With $\epsilon$ so chosen, we wish to show there is some $t\in S_\epsilon(v)$ (note the absence of the $B$) with $p(t) = \vec{0}$. If this is true for some $t\in S_\epsilon^B(v)\subseteq S_\epsilon(v)$ then we're already done. Otherwise, recall (by finding $\epsilon$) we established for all $s\in S_\epsilon^B(v)$ that $\varphi_1(p(s))$ is not a negative scalar multiple of $\varphi_1(s-v)$. This means that $\varphi_1(S_\epsilon^B(v))$ is straight-line homotopic to the identity map of an $(n-2)$-sphere in $\mathbb{R}^{n-1}\setminus \{\vec{0}\}$. This is not stated precisely; we really mean the composition $\varphi_1\circ f$ is homotopic to the identity, where $f:\mathbb{S}^{n-2} \to \mathbb{R}^n$ is the natural map whose image is $S_\epsilon^B(v)$.

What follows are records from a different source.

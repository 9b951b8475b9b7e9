use serde::{Deserialize, Serialize};
use std::path::{Path, PathBuf};

use super::channel_map::ChannelMap;
use super::constants::*;
use super::error::{ChannelMapError, ConfigError};

/// Which built-in geometry to use when no CSV map is given.
#[derive(Debug, Clone, Copy, PartialEq, Serialize, Deserialize)]
#[serde(rename_all = "lowercase")]
pub enum Mapping {
    Generic,
    Lfhcal,
}

/// Structure representing the application configuration. Contains pathing, run
/// range, and the reconstruction tunables.
/// Configs are serializable and deserializable to YAML using serde and serde_yaml
#[derive(Debug, Clone, Serialize, Deserialize)]
#[serde(default)]
pub struct Config {
    pub data_path: PathBuf,
    pub output_path: PathBuf,
    pub channel_map_path: Option<PathBuf>,
    pub mapping: Mapping,
    pub num_devices: usize,
    pub adc_truncation: bool,
    pub first_run_number: i32,
    pub last_run_number: i32,
    pub n_threads: i32,
    /// Clock ticks between successive samples of one waveform
    pub tick_period: u32,
    /// Timestamp wobble still treated as the same sample
    pub timestamp_jitter: u32,
    /// Maximum deviation from the mean timestamp delta to still align
    pub alignment_tolerance: f64,
    pub max_open_groups: usize,
    pub max_open_windows: usize,
    pub stall_threshold: u32,
}

impl Default for Config {
    /// The reference tunables with empty/invalid paths
    fn default() -> Self {
        Self {
            data_path: PathBuf::from("None"),
            output_path: PathBuf::from("None"),
            channel_map_path: None,
            mapping: Mapping::Generic,
            num_devices: 4,
            adc_truncation: false,
            first_run_number: 0,
            last_run_number: 0,
            n_threads: 1,
            tick_period: DEFAULT_TICK_PERIOD,
            timestamp_jitter: DEFAULT_JITTER,
            alignment_tolerance: DEFAULT_ALIGNMENT_TOLERANCE,
            max_open_groups: DEFAULT_MAX_OPEN_GROUPS,
            max_open_windows: DEFAULT_MAX_OPEN_WINDOWS,
            stall_threshold: DEFAULT_STALL_THRESHOLD,
        }
    }
}

impl Config {
    /// Read the configuration in a YAML file
    /// Returns a Config if successful
    pub fn read_config_file(config_path: &Path) -> Result<Self, ConfigError> {
        if !config_path.exists() {
            return Err(ConfigError::BadFilePath(config_path.to_path_buf()));
        }

        let yaml_str = std::fs::read_to_string(config_path)?;

        Ok(serde_yaml::from_str::<Self>(&yaml_str)?)
    }

    /// Check if a specific run exists by looking for its .h2g file
    pub fn does_run_exist(&self, run_number: i32) -> bool {
        self.get_run_file_name(run_number).exists()
    }

    /// Get the path to a run file, using the DAQ naming convention
    pub fn get_run_file_name(&self, run_number: i32) -> PathBuf {
        self.data_path.join(format!("Run{run_number:0>3}.h2g"))
    }

    /// Get the path to the output hdf5 file
    pub fn get_hdf_file_name(&self, run_number: i32) -> Result<PathBuf, ConfigError> {
        if self.output_path.exists() {
            Ok(self
                .output_path
                .join(format!("{}.h5", self.get_run_str(run_number))))
        } else {
            Err(ConfigError::BadFilePath(self.output_path.clone()))
        }
    }

    /// Get the path to the run statistics report, beside the hdf5 file
    pub fn get_stats_file_name(&self, run_number: i32) -> PathBuf {
        self.output_path
            .join(format!("{}.yml", self.get_run_str(run_number)))
    }

    /// Build the channel geometry for this configuration: the CSV map if one
    /// is given, the selected built-in otherwise.
    pub fn channel_map(&self) -> Result<ChannelMap, ChannelMapError> {
        match &self.channel_map_path {
            Some(path) => ChannelMap::from_csv(path, self.num_devices),
            None => Ok(match self.mapping {
                Mapping::Generic => ChannelMap::generic(self.num_devices),
                Mapping::Lfhcal => ChannelMap::lfhcal(self.num_devices),
            }),
        }
    }

    fn get_run_str(&self, run_number: i32) -> String {
        format!("run{run_number:0>3}")
    }

    pub fn is_n_threads_valid(&self) -> bool {
        self.n_threads >= 1
    }
}
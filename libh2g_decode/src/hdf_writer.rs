use hdf5::types::VarLenUnicode;
use hdf5::File;
use ndarray::{Array1, Array2};
use std::path::Path;
use std::str::FromStr;

use super::channel_map::ChannelMap;
use super::constants::CHANNELS_PER_DEVICE;
use super::error::HdfWriterError;
use super::event_aligner::AlignedEvent;

const EVENTS_NAME: &str = "events";
const GEOMETRY_NAME: &str = "geometry";
/// This is the version of the output format
const FORMAT_VERSION: &str = "1.0";

/// A simple struct which wraps around the hdf5-rust library.
///
/// Opens an HDF5 file and serializes aligned events into it, one group per
/// event, with the static channel geometry written once at file level.
#[derive(Debug)]
pub struct HdfWriter {
    file_handle: File, //Idk if this needs to be kept alive, but I think it does
    events_group: hdf5::Group,
    num_devices: usize,
    num_samples: usize,
    event_counter: u64,
    first_timestamp: i64,
    last_timestamp: i64,
}
// Structure
// events - min_event, max_event, min_timestamp, max_timestamp, version
// |---- event_# - event_number, hardware_event_number
// |    |---- timestamps(dset)
// |    |---- adc(dset)
// |    |---- toa(dset)
// |    |---- tot(dset)
// |    |---- peak(dset)
// |    |---- pedestal(dset)
// geometry
// |---- x(dset), y(dset), z(dset), good(dset)

impl HdfWriter {
    /// Create the writer, opening a file at path and writing the geometry
    pub fn new(
        path: &Path,
        map: &ChannelMap,
        num_devices: usize,
        num_samples: usize,
    ) -> Result<Self, HdfWriterError> {
        let file_handle = File::create(path)?;
        let version = format!("{}:{}", env!("CARGO_PKG_NAME"), FORMAT_VERSION);

        let events_group = file_handle.create_group(EVENTS_NAME)?;
        events_group.new_attr::<u64>().create("min_event")?;
        events_group.new_attr::<u64>().create("max_event")?;
        events_group.new_attr::<i64>().create("min_timestamp")?;
        events_group.new_attr::<i64>().create("max_timestamp")?;
        events_group
            .new_attr::<VarLenUnicode>()
            .create("version")?;
        events_group
            .attr("version")?
            .write_scalar(&VarLenUnicode::from_str(&version).unwrap())?;

        let num_channels = map.num_channels();
        let mut x = Array1::<i32>::zeros(num_channels);
        let mut y = Array1::<i32>::zeros(num_channels);
        let mut z = Array1::<i32>::zeros(num_channels);
        let mut good = Array1::<u8>::zeros(num_channels);
        for channel in 0..num_channels {
            let position = map.position(channel);
            x[channel] = position.x;
            y[channel] = position.y;
            z[channel] = position.z;
            good[channel] = position.good as u8;
        }
        let geometry_group = file_handle.create_group(GEOMETRY_NAME)?;
        geometry_group
            .new_dataset_builder()
            .with_data(&x)
            .create("x")?;
        geometry_group
            .new_dataset_builder()
            .with_data(&y)
            .create("y")?;
        geometry_group
            .new_dataset_builder()
            .with_data(&z)
            .create("z")?;
        geometry_group
            .new_dataset_builder()
            .with_data(&good)
            .create("good")?;

        Ok(Self {
            file_handle,
            events_group,
            num_devices,
            num_samples,
            event_counter: 0,
            first_timestamp: 0,
            last_timestamp: 0,
        })
    }

    /// Write an aligned event as one group of channel × sample matrices
    pub fn write_event(&mut self, event: AlignedEvent) -> Result<(), HdfWriterError> {
        let key_timestamp = event.event(0).unwrapped_timestamp;
        if self.event_counter == 0 {
            // Catch first event ts
            self.first_timestamp = key_timestamp;
        }
        self.last_timestamp = key_timestamp;

        let event_group = self
            .events_group
            .create_group(&format!("event_{}", self.event_counter))?;
        event_group
            .new_attr::<u64>()
            .create("event_number")?
            .write_scalar(&self.event_counter)?;
        event_group
            .new_attr::<i64>()
            .create("hardware_event_number")?
            .write_scalar(&event.event(0).unwrapped_event_number)?;

        let timestamps: Vec<u32> = (0..self.num_devices)
            .map(|device| event.timestamp(device))
            .collect();
        event_group
            .new_dataset_builder()
            .with_data(&timestamps)
            .create("timestamps")?;

        let num_channels = self.num_devices * CHANNELS_PER_DEVICE;
        let mut adc = Array2::<u32>::zeros((num_channels, self.num_samples));
        let mut toa = Array2::<u32>::zeros((num_channels, self.num_samples));
        let mut tot = Array2::<u32>::zeros((num_channels, self.num_samples));
        let mut peak = Array1::<u32>::zeros(num_channels);
        let mut pedestal = Array1::<u32>::zeros(num_channels);
        for device in 0..self.num_devices {
            let device_event = event.event(device);
            for channel in 0..CHANNELS_PER_DEVICE {
                let global = device * CHANNELS_PER_DEVICE + channel;
                pedestal[global] = device_event.adc(channel, 0);
                for slot in 0..self.num_samples {
                    let value = device_event.adc(channel, slot);
                    adc[[global, slot]] = value;
                    if value > peak[global] {
                        peak[global] = value;
                    }
                    toa[[global, slot]] = device_event.toa(channel, slot);
                    tot[[global, slot]] = device_event.tot(channel, slot);
                }
            }
        }
        event_group
            .new_dataset_builder()
            .with_data(&adc)
            .create("adc")?;
        event_group
            .new_dataset_builder()
            .with_data(&toa)
            .create("toa")?;
        event_group
            .new_dataset_builder()
            .with_data(&tot)
            .create("tot")?;
        event_group
            .new_dataset_builder()
            .with_data(&peak)
            .create("peak")?;
        event_group
            .new_dataset_builder()
            .with_data(&pedestal)
            .create("pedestal")?;

        self.event_counter += 1;
        Ok(())
    }

    /// Write meta information on first and last events, consume the writer
    pub fn close(self) -> Result<(), HdfWriterError> {
        self.events_group.attr("min_event")?.write_scalar(&0u64)?;
        self.events_group
            .attr("max_event")?
            .write_scalar(&self.event_counter.saturating_sub(1))?;
        self.events_group
            .attr("min_timestamp")?
            .write_scalar(&self.first_timestamp)?;
        self.events_group
            .attr("max_timestamp")?
            .write_scalar(&self.last_timestamp)?;
        spdlog::info!("{} aligned events written", self.event_counter);
        Ok(())
    }
}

Thus the extension of the map $\varphi_1 \circ f$ to the unit ball must have $\vec{0}$ in its image (see here for a short proof). There is a point $q\in S_\epsilon(v)$ with $\varphi_1(p(q)) = \vec{0}\in \mathbb{R}^{n-1}$. This means $p(q)$ is zero in every coordinate except possibly the first. It's obvious the first coordinate can't be negative. We also chose $\epsilon$ so that $p(q)$ must be within a unit ball of the origin (each $\delta_s$ was less than 1), and therefore the first coordinate can't be positive or it would contradict $p(z) = \vec{0}$. Therefore $p(q) = \vec{0}$.
By construction, every point of $S_\epsilon(v)$ has larger first coordinate than $v$, in particular $q$, so we have found a point with larger first coordinate which still maps to zero. Note also that $q\in C$ since $v\in C$ and $q$ was in a spherical cap contained in $C$, hence we can replace $q$ with $v$ and repeat the process of finding $q$. The shape of the spherical cap also means any sequence of points in $p^{-1}(\vec{0})$ so generated will converge if and only the sequence of first coordinates converge, allowing us to use continuity of $p$ to bypass limits as we previously outlined.
We've shown $p^{-1}(\vec{0})$ has points with arbitrarily high first coordinate, which is enough to establish a contradiction to the earlier observation that $p^{-1}(\vec{0})$ was bounded in first coordinate. The assumption that $K$ was not convex is therefore false.